Go through the records below and return each line that has "ControlFlow" in it.

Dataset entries
»»

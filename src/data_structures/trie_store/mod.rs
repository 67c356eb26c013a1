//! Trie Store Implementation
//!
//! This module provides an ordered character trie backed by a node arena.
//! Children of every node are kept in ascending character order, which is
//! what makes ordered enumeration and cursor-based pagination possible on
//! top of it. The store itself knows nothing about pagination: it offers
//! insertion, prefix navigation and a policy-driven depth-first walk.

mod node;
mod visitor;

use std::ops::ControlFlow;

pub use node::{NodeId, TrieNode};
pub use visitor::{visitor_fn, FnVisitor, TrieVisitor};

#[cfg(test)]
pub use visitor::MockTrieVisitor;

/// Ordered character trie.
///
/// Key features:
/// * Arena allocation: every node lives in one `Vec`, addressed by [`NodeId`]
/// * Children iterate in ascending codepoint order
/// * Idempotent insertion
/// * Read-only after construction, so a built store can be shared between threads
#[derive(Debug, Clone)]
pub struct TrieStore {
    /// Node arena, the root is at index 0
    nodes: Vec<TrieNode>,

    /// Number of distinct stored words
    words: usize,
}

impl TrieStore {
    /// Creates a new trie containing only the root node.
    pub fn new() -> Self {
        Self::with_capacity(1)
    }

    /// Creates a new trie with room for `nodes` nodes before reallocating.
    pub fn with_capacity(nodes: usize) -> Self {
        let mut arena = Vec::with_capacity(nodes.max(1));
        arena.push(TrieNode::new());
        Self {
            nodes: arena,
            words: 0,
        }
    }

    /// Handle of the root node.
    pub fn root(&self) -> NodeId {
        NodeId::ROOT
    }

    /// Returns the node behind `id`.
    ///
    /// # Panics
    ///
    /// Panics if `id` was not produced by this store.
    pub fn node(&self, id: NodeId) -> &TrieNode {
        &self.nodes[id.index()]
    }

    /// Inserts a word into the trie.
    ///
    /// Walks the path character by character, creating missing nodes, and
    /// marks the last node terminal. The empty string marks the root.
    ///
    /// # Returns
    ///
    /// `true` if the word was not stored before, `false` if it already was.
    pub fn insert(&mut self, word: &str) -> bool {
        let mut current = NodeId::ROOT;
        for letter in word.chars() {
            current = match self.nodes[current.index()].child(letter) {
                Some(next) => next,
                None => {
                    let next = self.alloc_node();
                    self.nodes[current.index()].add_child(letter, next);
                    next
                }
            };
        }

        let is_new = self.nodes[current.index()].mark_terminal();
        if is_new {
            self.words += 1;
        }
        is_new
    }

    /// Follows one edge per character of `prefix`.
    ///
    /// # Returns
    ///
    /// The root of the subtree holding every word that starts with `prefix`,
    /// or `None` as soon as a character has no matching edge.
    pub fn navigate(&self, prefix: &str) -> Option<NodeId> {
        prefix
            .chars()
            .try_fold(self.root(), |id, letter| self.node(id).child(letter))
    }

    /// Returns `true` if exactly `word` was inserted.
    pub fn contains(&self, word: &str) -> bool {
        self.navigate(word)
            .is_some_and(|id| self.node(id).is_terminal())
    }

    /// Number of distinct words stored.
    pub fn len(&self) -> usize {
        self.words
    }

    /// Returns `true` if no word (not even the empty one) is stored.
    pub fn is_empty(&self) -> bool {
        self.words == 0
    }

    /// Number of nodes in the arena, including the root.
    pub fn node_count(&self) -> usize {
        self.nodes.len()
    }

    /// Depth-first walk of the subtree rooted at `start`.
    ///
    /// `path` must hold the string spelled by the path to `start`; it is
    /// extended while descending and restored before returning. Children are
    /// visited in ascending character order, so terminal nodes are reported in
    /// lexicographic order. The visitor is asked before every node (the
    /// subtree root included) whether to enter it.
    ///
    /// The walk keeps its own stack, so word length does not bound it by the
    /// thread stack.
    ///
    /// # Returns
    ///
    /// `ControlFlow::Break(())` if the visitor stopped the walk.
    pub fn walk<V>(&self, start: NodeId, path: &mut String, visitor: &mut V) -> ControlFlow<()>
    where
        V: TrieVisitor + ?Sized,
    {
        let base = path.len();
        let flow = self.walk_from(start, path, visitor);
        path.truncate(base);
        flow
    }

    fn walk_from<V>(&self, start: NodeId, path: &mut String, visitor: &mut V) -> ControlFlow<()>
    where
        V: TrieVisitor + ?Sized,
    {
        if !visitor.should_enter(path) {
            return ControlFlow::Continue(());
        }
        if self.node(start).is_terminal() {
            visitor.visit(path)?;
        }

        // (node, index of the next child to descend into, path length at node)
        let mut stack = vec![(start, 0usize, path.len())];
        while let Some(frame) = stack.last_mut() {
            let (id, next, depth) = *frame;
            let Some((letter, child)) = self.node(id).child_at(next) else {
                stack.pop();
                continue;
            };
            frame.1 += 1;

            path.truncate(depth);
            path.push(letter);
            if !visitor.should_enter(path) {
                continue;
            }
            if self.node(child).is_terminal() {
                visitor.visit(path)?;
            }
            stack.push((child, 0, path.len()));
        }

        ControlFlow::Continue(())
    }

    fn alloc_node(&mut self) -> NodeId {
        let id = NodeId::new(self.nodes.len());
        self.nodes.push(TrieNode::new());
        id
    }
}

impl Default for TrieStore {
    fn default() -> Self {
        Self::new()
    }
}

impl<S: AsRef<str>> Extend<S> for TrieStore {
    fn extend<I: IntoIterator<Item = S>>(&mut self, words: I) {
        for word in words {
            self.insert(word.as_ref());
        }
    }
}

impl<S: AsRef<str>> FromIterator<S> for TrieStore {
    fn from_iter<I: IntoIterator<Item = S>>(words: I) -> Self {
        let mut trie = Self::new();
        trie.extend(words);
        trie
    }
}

««

ANSWER TO THIS TASK
use std::ops::ControlFlow;
    /// `ControlFlow::Break(())` if the visitor stopped the walk.
    pub fn walk<V>(&self, start: NodeId, path: &mut String, visitor: &mut V) -> ControlFlow<()>
    fn walk_from<V>(&self, start: NodeId, path: &mut String, visitor: &mut V) -> ControlFlow<()>
            return ControlFlow::Continue(());
        ControlFlow::Continue(())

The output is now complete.